How about just typing this at your commandline:
find . -name "*.htm"
(that recurses down from your current directory. cd to \ if you want to find ALL such files anywhere they may exist. But you probably want to start at your Apache DocumentRoot).
> $ find . | grep -P 'html?$'
That is quite wasteful, even if the current directory doesn't contain
millions of subdirectories and files.
And it would erroneously return ./test_html and such.
$ find . -type f -name "*.htm" -or -name "*.html"
$ find . -type f -regex ".*\.html?"
--
Affijn, Ruud
"Gewoon is een tijger."
Ah, yes, I forgot the *. in my examples. And I forgot you could use
regex with find.
--
szr
Aside form forgetting *. which should of been at the beginning of my
patterns, is it really more wasteful? Does find not have to also check
each file it comes across too? Or is it just the over of piping the
final output from find over to grep? Other then that I don't see why it
would be more wasteful? On my both my Dual core Linux system as well as
an old P2 400 also running Linux, I see no difference in speed, even on
a large sprawling directory. find does it's thing, grep prunes it's
results.
--
szr
Actually you can cd to "\", which takes you to the root of the current
drive you are in. If you want a true Unix style root have a look at
cygwin.
--
szr
They're not regular expressions: they're shell glob patterns.
--
Glenn Jackman
Write a wise saying and your name will live forever. -- Anonymous
I know that. I didn't mean it as a regex. The *.htm is anything, ending
with .htm
It is nice, though, that one can use just -regex when using find :-)
--
szr
Yes, absolutely.
>Does find not have to also check
>each file it comes across too?
Certainly. But you're piping *all* of them to grep, thus making both find
*and* grep process all of them.
>Or is it just the over of piping the
>final output from find over to grep?
That, too.
>Other then that I don't see why it
>would be more wasteful?
Because it:
a) creates, opens, and closes a pipe that is not necessary
b) spawns an additional process (grep) that is not necessary
c) ships *every* filename across that unnecessary pipe to that unnecessary
process to be filtered
.. when you could instead simply filter the filenames at the source, as
they're generated by find.
>On my both my Dual core Linux system as well as
>an old P2 400 also running Linux, I see no difference in speed, even on
>a large sprawling directory.
That's because
a) you're on a single-user machine, and
b) you're not examining a large enough directory to notice the difference.
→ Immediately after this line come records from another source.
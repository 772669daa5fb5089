//! Size header encoding and decoding.
//!
//! Every field of a task payload is preceded by an 8-character size header:
//! ```text
//! ┌──────────────────────────┬────────────────┐
//! │ Size header              │ Field content  │
//! │ 8 ASCII hex digits       │ N bytes        │
//! │ zero padded, MSD first   │                │
//! └──────────────────────────┴────────────────┘
//! ```
//!
//! Headers are case-insensitive on decode and written in lowercase.

use crate::error::{Result, WorkerError};

/// Size header width in bytes (fixed, exactly 8).
pub const SIZE_WIDTH: usize = 8;

/// Largest length a size header can express (`16^8 - 1`).
pub const MAX_FIELD_SIZE: u32 = u32::MAX;

/// Default maximum payload size accepted by the processor (1 GB).
pub const DEFAULT_MAX_PAYLOAD_SIZE: usize = 1_073_741_824;

const HEX_DIGITS: &[u8; 16] = b"0123456789abcdef";

/// Value of a single ASCII hex digit.
#[inline]
fn hex_value(byte: u8) -> Option<u32> {
    match byte {
        b'0'..=b'9' => Some(u32::from(byte - b'0')),
        b'a'..=b'f' => Some(u32::from(byte - b'a' + 10)),
        b'A'..=b'F' => Some(u32::from(byte - b'A' + 10)),
        _ => None,
    }
}

/// Decode a size header from the first `SIZE_WIDTH` bytes of `buf`.
///
/// Only the eight header bytes are inspected; anything after them is ignored.
///
/// # Example
///
/// ```
/// use armonik_worker::protocol::decode_size_header;
///
/// assert_eq!(decode_size_header(b"0000001F").unwrap(), 31);
/// assert_eq!(decode_size_header(b"0000001f").unwrap(), 31);
/// assert!(decode_size_header(b"0000001").is_err());
/// ```
pub fn decode_size_header(buf: &[u8]) -> Result<u32> {
    if buf.len() < SIZE_WIDTH {
        return Err(WorkerError::MalformedFrame(format!(
            "size header needs {} bytes, only {} remain",
            SIZE_WIDTH,
            buf.len()
        )));
    }

    let mut value: u32 = 0;
    for (offset, &byte) in buf[..SIZE_WIDTH].iter().enumerate() {
        let digit = hex_value(byte).ok_or_else(|| {
            WorkerError::MalformedFrame(format!(
                "invalid hex digit 0x{:02x} at header offset {}",
                byte, offset
            ))
        })?;
        // 8 digits of 4 bits never overflow a u32.
        value = (value << 4) | digit;
    }

    Ok(value)
}

/// Encode a field length as an 8-character lowercase hex header.
///
/// # Example
///
/// ```
/// use armonik_worker::protocol::encode_size_header;
///
/// assert_eq!(&encode_size_header(255), b"000000ff");
/// ```
pub fn encode_size_header(size: u32) -> [u8; SIZE_WIDTH] {
    let mut buf = [0u8; SIZE_WIDTH];
    encode_size_header_into(&mut buf, size);
    buf
}

/// Encode a field length into an existing buffer.
///
/// # Panics
///
/// Panics if buffer is smaller than `SIZE_WIDTH` (8 bytes).
pub fn encode_size_header_into(buf: &mut [u8], size: u32) {
    debug_assert!(buf.len() >= SIZE_WIDTH);
    for (i, slot) in buf[..SIZE_WIDTH].iter_mut().enumerate() {
        let shift = 4 * (SIZE_WIDTH - 1 - i);
        *slot = HEX_DIGITS[((size >> shift) & 0xF) as usize];
    }
}

#[cfg(test)]
mod tests {
    use super::*;

    #[test]
    fn test_decode_basic_values() {
        assert_eq!(decode_size_header(b"00000000").unwrap(), 0);
        assert_eq!(decode_size_header(b"00000004").unwrap(), 4);
        assert_eq!(decode_size_header(b"000000FF").unwrap(), 255);
        assert_eq!(decode_size_header(b"00010000").unwrap(), 0x10000);
    }

    #[test]
    fn test_decode_max_value() {
        assert_eq!(decode_size_header(b"ffffffff").unwrap(), MAX_FIELD_SIZE);
        assert_eq!(decode_size_header(b"FFFFFFFF").unwrap(), MAX_FIELD_SIZE);
    }

    #[test]
    fn test_decode_case_insensitive() {
        assert_eq!(
            decode_size_header(b"00aBcDeF").unwrap(),
            decode_size_header(b"00ABCDEF").unwrap()
        );
    }

    #[test]
    fn test_decode_digit_order_most_significant_first() {
        assert_eq!(decode_size_header(b"10000000").unwrap(), 0x1000_0000);
        assert_eq!(decode_size_header(b"00000001").unwrap(), 1);
    }

    #[test]
    fn test_decode_ignores_trailing_bytes() {
        assert_eq!(decode_size_header(b"00000003abc").unwrap(), 3);
    }

    #[test]
    fn test_decode_too_short() {
        let err = decode_size_header(b"0000001").unwrap_err();
        assert!(matches!(err, WorkerError::MalformedFrame(_)));
        assert!(err.to_string().contains("only 7 remain"));
    }

    #[test]
    fn test_decode_rejects_non_hex() {
        for header in [
            &b"0000000g"[..],
            b"+0000001",
            b" 0000001",
            b"0x000001",
            b"-0000001",
            b"0000 001",
        ] {
            let err = decode_size_header(header).unwrap_err();
            assert!(
                matches!(err, WorkerError::MalformedFrame(_)),
                "header {:?} should be rejected",
                header
            );
        }
    }

    #[test]
    fn test_decode_rejects_multibyte_utf8() {
        // "é" is two bytes; the header is judged byte by byte.
        let header = "000000é0".as_bytes();
        assert!(decode_size_header(header).is_err());
    }

    #[test]
    fn test_encode_zero_padded_lowercase() {
        assert_eq!(&encode_size_header(0), b"00000000");
        assert_eq!(&encode_size_header(4), b"00000004");
        assert_eq!(&encode_size_header(0xABCDEF), b"00abcdef");
        assert_eq!(&encode_size_header(u32::MAX), b"ffffffff");
    }

    #[test]
    fn test_encode_into() {
        let mut buf = [b'x'; 10];
        encode_size_header_into(&mut buf, 42);
        assert_eq!(&buf[..SIZE_WIDTH], b"0000002a");
        assert_eq!(&buf[SIZE_WIDTH..], b"xx");
    }

    #[test]
    fn test_encode_decode_agree() {
        for size in [0u32, 1, 15, 16, 255, 4096, 0x7FFF_FFFF, u32::MAX] {
            assert_eq!(decode_size_header(&encode_size_header(size)).unwrap(), size);
        }
    }
}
Try that in a multi-user environment with typical production directory trees,
and the difference will become visible.
> find does it's thing, grep prunes it's results.
Pointless. find can both find *and* prune.
Yep.
>> Or is it just the over of piping the
>> final output from find over to grep?
s/over/overhead/
> That, too.
>
>> Other then that I don't see why it
>> would be more wasteful?
>
> Because it:
> a) creates, opens, and closes a pipe that is not necessary
> b) spawns an additional process (grep) that is not necessary
> c) ships *every* filename across that unnecessary pipe to that
> unnecessary process to be filtered
> .. when you could instead simply filter the filenames at the source,
> as
> they're generated by find.
>
>> On my both my Dual core Linux system as well as
>> an old P2 400 also running Linux, I see no difference in speed, even
>> on a large sprawling directory.
>
> That's because
> a) you're on a single-user machine, and
> b) you're not examining a large enough directory to notice the
> difference.
> Try that in a multi-user environment with typical production
> directory trees, and the difference will become visible.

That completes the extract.